> _What you should do_: Take the lines below between the one holding "filename crates/hhcf-io/tests/calculation_directory.rs" and the one holding "fn params(method: TransformMethod, accuracy: bool)", inclusive, and copy them exactly. Add nothing.

> _Records for the task_:
[Start of Attachment]
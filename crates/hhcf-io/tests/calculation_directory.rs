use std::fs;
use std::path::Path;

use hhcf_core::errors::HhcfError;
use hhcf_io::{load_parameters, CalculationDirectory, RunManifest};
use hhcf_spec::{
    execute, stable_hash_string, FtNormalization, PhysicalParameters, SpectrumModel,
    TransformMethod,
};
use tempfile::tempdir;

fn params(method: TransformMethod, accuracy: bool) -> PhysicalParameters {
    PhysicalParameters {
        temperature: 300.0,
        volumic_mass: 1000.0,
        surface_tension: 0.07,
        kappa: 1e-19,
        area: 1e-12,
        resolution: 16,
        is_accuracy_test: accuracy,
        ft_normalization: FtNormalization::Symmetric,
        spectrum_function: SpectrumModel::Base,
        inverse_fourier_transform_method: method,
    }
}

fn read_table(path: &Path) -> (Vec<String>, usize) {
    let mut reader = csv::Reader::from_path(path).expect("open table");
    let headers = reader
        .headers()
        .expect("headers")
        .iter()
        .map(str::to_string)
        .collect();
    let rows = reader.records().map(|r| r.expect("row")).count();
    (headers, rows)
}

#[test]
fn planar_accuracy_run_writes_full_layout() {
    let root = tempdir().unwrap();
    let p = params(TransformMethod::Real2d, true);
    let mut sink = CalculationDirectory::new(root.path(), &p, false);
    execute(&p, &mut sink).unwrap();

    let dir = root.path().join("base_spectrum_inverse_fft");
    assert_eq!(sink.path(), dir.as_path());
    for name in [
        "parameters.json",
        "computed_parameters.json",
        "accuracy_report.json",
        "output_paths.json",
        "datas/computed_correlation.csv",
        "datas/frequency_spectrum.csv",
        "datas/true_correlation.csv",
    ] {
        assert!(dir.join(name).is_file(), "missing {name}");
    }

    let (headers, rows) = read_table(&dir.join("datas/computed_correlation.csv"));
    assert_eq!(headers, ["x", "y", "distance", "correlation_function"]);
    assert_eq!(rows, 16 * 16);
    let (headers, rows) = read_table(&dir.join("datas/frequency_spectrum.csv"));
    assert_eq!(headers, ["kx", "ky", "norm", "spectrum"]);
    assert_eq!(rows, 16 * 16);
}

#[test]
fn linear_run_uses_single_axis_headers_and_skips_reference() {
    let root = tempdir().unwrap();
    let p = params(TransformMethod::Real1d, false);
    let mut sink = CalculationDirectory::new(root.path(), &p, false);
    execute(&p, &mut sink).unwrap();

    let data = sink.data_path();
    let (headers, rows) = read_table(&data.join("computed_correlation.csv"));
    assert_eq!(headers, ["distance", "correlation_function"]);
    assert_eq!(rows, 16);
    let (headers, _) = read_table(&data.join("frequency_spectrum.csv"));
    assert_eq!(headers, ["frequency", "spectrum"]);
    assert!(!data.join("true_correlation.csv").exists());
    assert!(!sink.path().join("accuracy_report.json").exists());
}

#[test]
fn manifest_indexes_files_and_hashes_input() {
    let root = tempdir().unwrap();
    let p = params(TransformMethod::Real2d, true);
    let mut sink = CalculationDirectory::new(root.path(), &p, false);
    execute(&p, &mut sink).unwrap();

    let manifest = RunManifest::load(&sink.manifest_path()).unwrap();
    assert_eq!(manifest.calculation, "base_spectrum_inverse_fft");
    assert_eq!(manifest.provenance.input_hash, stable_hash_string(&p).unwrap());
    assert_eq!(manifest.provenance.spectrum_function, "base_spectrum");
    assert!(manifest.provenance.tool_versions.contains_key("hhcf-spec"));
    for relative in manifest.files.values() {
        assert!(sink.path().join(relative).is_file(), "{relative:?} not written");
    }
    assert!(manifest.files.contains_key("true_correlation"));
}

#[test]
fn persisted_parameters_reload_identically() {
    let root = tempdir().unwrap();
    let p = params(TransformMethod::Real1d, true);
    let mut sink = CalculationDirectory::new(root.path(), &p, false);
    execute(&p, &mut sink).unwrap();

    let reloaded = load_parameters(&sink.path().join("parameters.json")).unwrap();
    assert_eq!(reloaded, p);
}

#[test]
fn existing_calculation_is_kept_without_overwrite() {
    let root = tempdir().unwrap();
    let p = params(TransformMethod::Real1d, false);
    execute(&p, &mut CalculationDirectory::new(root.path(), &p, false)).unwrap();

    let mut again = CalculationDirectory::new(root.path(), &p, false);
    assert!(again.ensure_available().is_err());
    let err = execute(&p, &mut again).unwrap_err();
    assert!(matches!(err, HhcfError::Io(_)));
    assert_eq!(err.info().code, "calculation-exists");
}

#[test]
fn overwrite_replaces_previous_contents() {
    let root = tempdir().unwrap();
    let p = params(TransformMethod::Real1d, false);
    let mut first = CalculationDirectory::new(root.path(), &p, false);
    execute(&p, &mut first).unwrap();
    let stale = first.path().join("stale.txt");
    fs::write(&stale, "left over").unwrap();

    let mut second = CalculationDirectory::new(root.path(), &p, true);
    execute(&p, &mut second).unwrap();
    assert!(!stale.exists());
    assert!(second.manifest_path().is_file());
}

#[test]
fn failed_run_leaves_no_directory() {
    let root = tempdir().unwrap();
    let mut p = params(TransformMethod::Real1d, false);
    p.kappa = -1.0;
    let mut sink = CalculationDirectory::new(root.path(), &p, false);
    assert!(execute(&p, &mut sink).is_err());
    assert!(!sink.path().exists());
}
[End of Attachment]
[Start of Attachment]
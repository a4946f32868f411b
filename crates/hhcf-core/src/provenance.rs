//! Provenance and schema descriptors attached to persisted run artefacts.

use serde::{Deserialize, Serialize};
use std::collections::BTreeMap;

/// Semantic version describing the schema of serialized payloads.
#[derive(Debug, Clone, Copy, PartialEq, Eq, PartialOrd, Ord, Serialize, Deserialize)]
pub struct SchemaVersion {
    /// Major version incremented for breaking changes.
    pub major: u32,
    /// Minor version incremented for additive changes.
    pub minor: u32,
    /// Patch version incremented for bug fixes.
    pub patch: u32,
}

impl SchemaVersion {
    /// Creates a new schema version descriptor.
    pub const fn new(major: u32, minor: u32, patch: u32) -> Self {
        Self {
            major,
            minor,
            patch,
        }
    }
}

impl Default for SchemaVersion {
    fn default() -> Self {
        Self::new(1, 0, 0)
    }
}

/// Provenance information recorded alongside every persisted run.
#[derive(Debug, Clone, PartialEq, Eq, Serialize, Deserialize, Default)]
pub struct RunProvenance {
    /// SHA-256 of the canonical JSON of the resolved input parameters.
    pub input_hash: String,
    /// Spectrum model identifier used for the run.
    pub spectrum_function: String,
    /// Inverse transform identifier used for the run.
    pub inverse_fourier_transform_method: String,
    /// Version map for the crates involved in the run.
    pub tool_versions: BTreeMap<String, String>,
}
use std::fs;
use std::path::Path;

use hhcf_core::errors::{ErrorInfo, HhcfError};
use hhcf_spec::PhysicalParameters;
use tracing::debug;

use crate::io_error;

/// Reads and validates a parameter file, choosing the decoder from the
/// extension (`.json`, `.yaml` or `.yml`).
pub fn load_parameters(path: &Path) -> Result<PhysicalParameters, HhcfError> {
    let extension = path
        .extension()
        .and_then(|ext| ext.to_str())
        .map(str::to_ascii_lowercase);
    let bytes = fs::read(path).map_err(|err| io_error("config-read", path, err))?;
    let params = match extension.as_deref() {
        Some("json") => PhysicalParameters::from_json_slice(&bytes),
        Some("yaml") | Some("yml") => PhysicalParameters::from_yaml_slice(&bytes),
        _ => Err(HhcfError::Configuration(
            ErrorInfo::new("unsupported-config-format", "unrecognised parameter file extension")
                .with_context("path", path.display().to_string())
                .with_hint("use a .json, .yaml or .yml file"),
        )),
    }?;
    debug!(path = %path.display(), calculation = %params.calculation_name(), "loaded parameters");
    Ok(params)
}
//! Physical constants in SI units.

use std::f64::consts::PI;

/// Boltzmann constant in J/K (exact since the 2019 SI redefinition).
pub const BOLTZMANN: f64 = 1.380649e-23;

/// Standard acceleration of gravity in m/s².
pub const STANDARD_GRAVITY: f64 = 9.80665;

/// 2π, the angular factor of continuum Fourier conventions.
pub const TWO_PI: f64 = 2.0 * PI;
[End of Attachment]
> _Result of the exercise_:
filename crates/hhcf-io/tests/calculation_directory.rs
use std::fs;
use std::path::Path;

use hhcf_core::errors::HhcfError;
use hhcf_io::{load_parameters, CalculationDirectory, RunManifest};
use hhcf_spec::{
    execute, stable_hash_string, FtNormalization, PhysicalParameters, SpectrumModel,
    TransformMethod,
};
use tempfile::tempdir;

fn params(method: TransformMethod, accuracy: bool) -> PhysicalParameters {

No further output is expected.